However, variations on either quantity or type of diets may interfere on meat quality. Pork quality involves many characteristics, such as colour, flavor, juiciness, tenderness, cooking losses, nutritional levels, etc. Intramuscular fat content is influenced by energy and composition of diet (Fernandes et al., 1999; Petigrew and Esnaola, 2001) and shows influence in pork flavor, juiciness and tenderness (Brewer et al., 2001). Feed restriction and diet composition changes intramuscular fat content, fatty acid profile and sensorial characteristics of pork meat (Cameron et al., 2000). According to Ellis et al.(1996), feed restriction reduces pork tenderness.

Characteristics of muscle fiber, such as kind of metabolism and area (size) are related with colour and water holding capacity of pork. Fibers with glycolitycal metabolism are related with the development of PSE - pale, soft and exsudative condition in meat (Klont et al., 1998). On the other hand, effects of feed restriction for growing pigs on morpho-histochemistry of muscle fiber have not been defined yet, and several different results have been observed (Lefaucher and Gerrard, 1998).

The aim of this study was to evaluate the qualitative meat characteristics as well as morpho-histochemical patterns of muscle fibers from pigs subjected to qualitative feed restriction from 89 to 128 kg BW.

 

MATERIALS AND METHODS

Housing animals, and experimental diets

Sixty castrated males purchased from a commercial operation (crossbred swines selected for lean meat production) were allotted in individual pens (2.55m2) equipped with semi- automatic feeders and communicating vessel drinkers. After two weeks adjustment period, animals reached 89.1 ± 4.2 kg BW, next to slaughter weight practiced in Brazil and a group of ten swines with weight around the average (89.3 ± 2.2 kg) were slaughtered (a reference weight group). Other 50 pigs were fed experimental diets formulated to supply different levels of qualitative restriction (Table 1).

During adjustment period, the animals were fed and 0.17% of digestible lysine, calcium and corn-soy diet with 3400 kcal DE/kg, 0.63, 0.47, available phosphorus, respectively.

Management and slaughter of animals

Animals had ad lib access to feed and water throughout the adjustment and experimental periods. Slaughter of the heavy swines occurred weekly when reaching approximately 128 kg BW, composing a total of five groups apart from that first group slaughtered with 89 kg BW (reference weight).

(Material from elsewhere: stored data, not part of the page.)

//! Default units for named kinds of measurement.
//!
//! Data sources often label a column with what it measures ("length", "pressure", "mass concentration") rather
//! than a unit. [`default_unit`] maps such a label to the SI unit a value of that kind is assumed to be in.

use crate::commodity::PARTICLES;
use once_cell::sync::Lazy;
use std::collections::HashMap;
use units_core::si::*;
use units_core::special::{ASD, DEFUNIT, ERROR, PU};
use units_core::units::data::BIT;
use units_core::units::log::{NEPER, PH};
use units_core::PreciseUnit;

const MEASUREMENT_TYPES: &[(&str, PreciseUnit)] = &[
    ("", DEFUNIT),
    ("arb", DEFUNIT),
    ("arbitrary", DEFUNIT),
    ("length", M),
    ("len", M),
    ("distance", M),
    ("height", M),
    ("depth", M),
    ("width", M),
    ("diameter", M),
    ("thickness", M),
    ("gauge", M),
    ("invlen", M.inv()),
    ("volume", M.pow(3)),
    ("dryvolume", M.pow(3)),
    ("vol", M.pow(3)),
    ("fluidvolume", L),
    ("time", S),
    ("duration", S),
    ("mass", KG),
    ("current", A),
    ("electriccurrent", A),
    ("temperature", K),
    ("temp", K),
    ("thermodynamictemperature", K),
    ("amount", MOL),
    ("amountofsubstance", MOL),
    ("substance", MOL),
    ("sub", MOL),
    ("luminousintensity", CD),
    ("area", M.pow(2)),
    ("speed", M.divide(S)),
    ("velocity", M.divide(S)),
    ("vel", M.divide(S)),
    ("wavenumber", M.inv()),
    ("acceleration", M.divide(S.pow(2))),
    ("accel", M.divide(S.pow(2))),
    ("density", KG.divide(M.pow(3))),
    ("massconcentration", KG.divide(M.pow(3))),
    ("surfacedensity", KG.divide(M.pow(2))),
    ("lineardensity", KG.divide(M)),
    ("lineicmass", KG.divide(M)),
    ("linearmassdensity", KG.divide(M)),
    ("armass", KG.divide(M.pow(2))),
    ("specificvolume", M.pow(3).divide(KG)),
    ("vcnt", L.divide(KG)),
    ("currentdensity", A.divide(M.pow(2))),
    ("magneticfieldstrength", A.divide(M)),
    ("magneticfieldintensity", A.divide(M)),
    ("magnetictension", PA.divide(M)),
    ("concentration", MOL.divide(M.pow(3))),
    ("luminance", CD.divide(M.pow(2))),
    ("brightness", CD.divide(M.pow(2))),
    ("lum.intensitydensity", CD.divide(M.pow(2))),
    ("planeangle", RAD),
    ("angle", RAD),
    ("solidangle", RAD.pow(2)),
    ("frequency", HZ),
    ("freq", HZ),
    ("force", N),
    ("weight", N),
    ("pressure", PA),
    ("pres", PA),
    ("press", PA),
    ("stress", PA),
    ("energy", J),
    ("eng", J),
    ("enrg", J),
    ("work", J),
    ("heat", J),
    ("power", W),
    ("powerlevel", W.multiply(NEPER)),
    ("radiantflux", W),
    ("electriccharge", C),
    ("charge", C),
    ("quantityofelectricity", C),
    ("voltage", V),
    ("electricalpotential", V),
    ("elpot", V),
    ("electricpotential", V),
    ("electricpotentiallevel", V.multiply(NEPER)),
    ("logrtoelp", V.multiply(NEPER)),
    ("emf", V),
    ("capacitance", F),
    ("electriccapacitance", F),
    ("resistance", OHM),
    ("impedance", OHM),
    ("reactance", OHM),
    ("conductance", SIEMENS),
    ("electricresistance", OHM),
    ("electricresistivity", OHM.multiply(M)),
    ("electricimpedance", OHM),
    ("electricreactance", OHM),
    ("electricalconductance", SIEMENS),
    ("electricconductance", SIEMENS),
    ("magneticflux", WB),
    ("fluxofmagneticinduction", WB),
    ("magneticfluxdensity", T),
    ("magneticfield", T),
    ("magnetic", T),
    ("inductance", H),
    ("luminousflux", LM),
    ("illuminance", LX),
    ("radioactivity", BQ),
    ("activity", BQ),
    ("absorbeddose", GY),
    ("energydose", GY),
    ("engcnt", GY),
    ("ionizingradiationdose", GY),
    ("iondose", GY),
    ("absorbeddoserate", GY.divide(S)),
    ("equivalentdose", SV),
    ("doseequivalent", SV),
    ("catalyticactivity", KAT),
    ("cact", KAT),
    ("specificenergy", J.divide(KG)),
    ("engcnc", J.divide(M.pow(3))),
    ("engmass", J.divide(M.pow(3))),
    ("massicenergy", J.divide(M.pow(3))),
    ("momentofforce", N.multiply(M)),
    ("moment", N.multiply(M)),
    ("torque", N.multiply(M)),
    ("angularvelocity", RAD.divide(S)),
    ("angularacceleration", RAD.divide(S.pow(2))),
    ("surfacetension", N.divide(M)),
    ("stiffness", N.divide(M)),
    ("elasticity", N.divide(M.pow(2))),
    ("compliance", M.divide(N)),
    ("compli", M.divide(N)),
    ("electricfield", V.divide(M)),
    ("permittivity", F.divide(M)),
    ("electricpermittivity", F.divide(M)),
    ("permeability", H.divide(M)),
    ("magneticpermeability", H.divide(M)),
    ("exposure", C.divide(KG)),
    ("heatcapacity", J.divide(K)),
    ("entropy", J.divide(K)),
    ("dynamicviscosity", PA.multiply(S)),
    ("viscosity", PA.multiply(S)),
    ("visc", PA.multiply(S).inv()),
    ("fluidity", PA.multiply(S)),
    ("kinematicviscosity", M.pow(2).divide(S)),
    ("fluidresistance", PA.multiply(S).divide(M.pow(3))),
    ("radiantintensity", W.divide(RAD.pow(2))),
    ("radiance", W.divide(RAD.pow(2)).divide(M.pow(2))),
    ("dimless", ONE),
    ("ratio", ONE),
    ("fraction", ONE),
    ("number", ONE),
    ("nfr", ONE),
    ("num", ONE),
    ("impulse", N.multiply(S)),
    ("imp", N.multiply(S)),
    ("mcnc", KG.divide(M.pow(3))),
    ("scnc", MOL.divide(M.pow(3))),
    ("substanceconcentration", MOL.divide(M.pow(3))),
    ("scnt", MOL.divide(KG)),
    ("ncnc", M.pow(3).inv()),
    ("ncncn", M.pow(3).inv()),
    ("ncnt", KG.inv()),
    ("level", NEPER),
    ("logrto", NEPER),
    ("arvol", M.pow(3).divide(M.pow(2))),
    ("arsub", MOL.divide(M.pow(2))),
    ("lineicvolume", M.pow(3).divide(M)),
    ("lineicnumber", M.inv()),
    ("refraction", M.inv()),
    ("naric", M.pow(2).inv()),
    ("nlen", M.inv()),
    ("fluence", M.pow(2).inv()),
    ("acidity", PH),
    ("mcnt", PU.multiply(M)),
    ("ccnt", KAT.divide(KG)),
    ("ccnc", KAT.divide(L)),
    ("acnc", L.inv()),
    ("velcnc", M.divide(S).divide(L)),
    ("mrat", KG.divide(S)),
    ("osmol", PreciseUnit::with_all(MOL.base_units(), PARTICLES, 1.0)),
    ("massfraction", PU.multiply(KG)),
    ("mfr", PU.multiply(KG)),
    ("amplitudespectraldensity", ASD),
    ("signaltransmissionrate", BIT.divide(S)),
    ("entsub", MOL),
    ("mnum", KG),
    ("cmass", KG.divide(KAT)),
];

static DEFAULTS: Lazy<HashMap<&'static str, PreciseUnit>> = Lazy::new(|| {
    let mut map = HashMap::with_capacity(MEASUREMENT_TYPES.len());
    for &(kind, unit) in MEASUREMENT_TYPES {
        map.entry(kind).or_insert(unit);
    }
    map
});

/// Default unit for a kind of measurement such as `"length"`, `"Electric Current"` or `"speed of light"`.
///
/// Case and spaces are ignored. When the label is not known directly, these rules are tried in order:
///
/// - `X of Y` uses `X`;
/// - a bracketed qualifier is dropped: `pressure (gauge)`;
/// - an `inv` or `inverse` prefix inverts the rest: `invtime`;
/// - anything ending in `rto` or `fr` (ratio, fraction) is dimensionless;
/// - a trailing plural `s` is dropped.
///
/// # Returns
/// The unit, or the error unit when the label is not recognized.
pub fn default_unit(kind: &str) -> PreciseUnit {
    let kind: String = kind.chars().filter(|c| *c != ' ').collect::<String>().to_lowercase();
    lookup_kind(&kind)
}

fn lookup_kind(kind: &str) -> PreciseUnit {
    if let Some(unit) = DEFAULTS.get(kind) {
        return *unit;
    }
    if let Some(pos) = kind.rfind("of") {
        return lookup_kind(&kind[..pos]);
    }
    if let Some(pos) = kind.find(['(', '[', '{']) {
        return lookup_kind(&kind[..pos]);
    }
    for prefix in ["inverse", "inv"] {
        if let Some(rest) = kind.strip_prefix(prefix) {
            let unit = lookup_kind(rest);
            if !unit.is_error() {
                return unit.inv();
            }
        }
    }
    if kind.ends_with("rto") || kind.ends_with("fr") {
        return ONE;
    }
    if let Some(singular) = kind.strip_suffix('s') {
        if !singular.is_empty() {
            return lookup_kind(singular);
        }
    }
    ERROR
}

#[cfg(test)]
mod tests {
    use super::*;

    #[test]
    fn direct_kinds() {
        assert_eq!(default_unit("length"), M);
        assert_eq!(default_unit("Electric Current"), A);
        assert_eq!(default_unit("speed"), M.divide(S));
        assert_eq!(default_unit("torque"), J);
        assert!(default_unit("").is_default());
    }

    #[test]
    fn first_entry_wins_for_duplicates() {
        assert_eq!(default_unit("specificenergy"), J.divide(KG));
    }

    #[test]
    fn fallbacks() {
        assert_eq!(default_unit("speed of light"), M.divide(S));
        assert_eq!(default_unit("pressure (gauge)"), PA);
        assert_eq!(default_unit("invtime"), HZ);
        assert_eq!(default_unit("inverse length"), M.inv());
        assert_eq!(default_unit("massrto"), ONE);
        assert_eq!(default_unit("volfr"), ONE);
        assert_eq!(default_unit("Lengths"), M);
    }

    #[test]
    fn commodities_and_flags() {
        assert_eq!(default_unit("osmol").commodity(), PARTICLES);
        assert!(default_unit("mfr").is_per_unit());
    }

    #[test]
    fn unknown_kinds() {
        assert!(default_unit("flavour").is_error());
        assert!(default_unit("xyz").is_error());
    }
}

After 12h of feed fast period, animals were loaded in a wooden body truck. The interior divisions were openned or closed, according to the number of animals, in order to minimize the discrepancy in the density of the weekly groups along the transportation to the slaughter plant. Time of loading, transportation, and unshipping took about 2h. After 2-h rest, swines were slaughtered. Carcass was obtained after stunning with electric charge, bleeding, scalding, scraping, and evisceration. Every slaughtering procedure was done using the same method.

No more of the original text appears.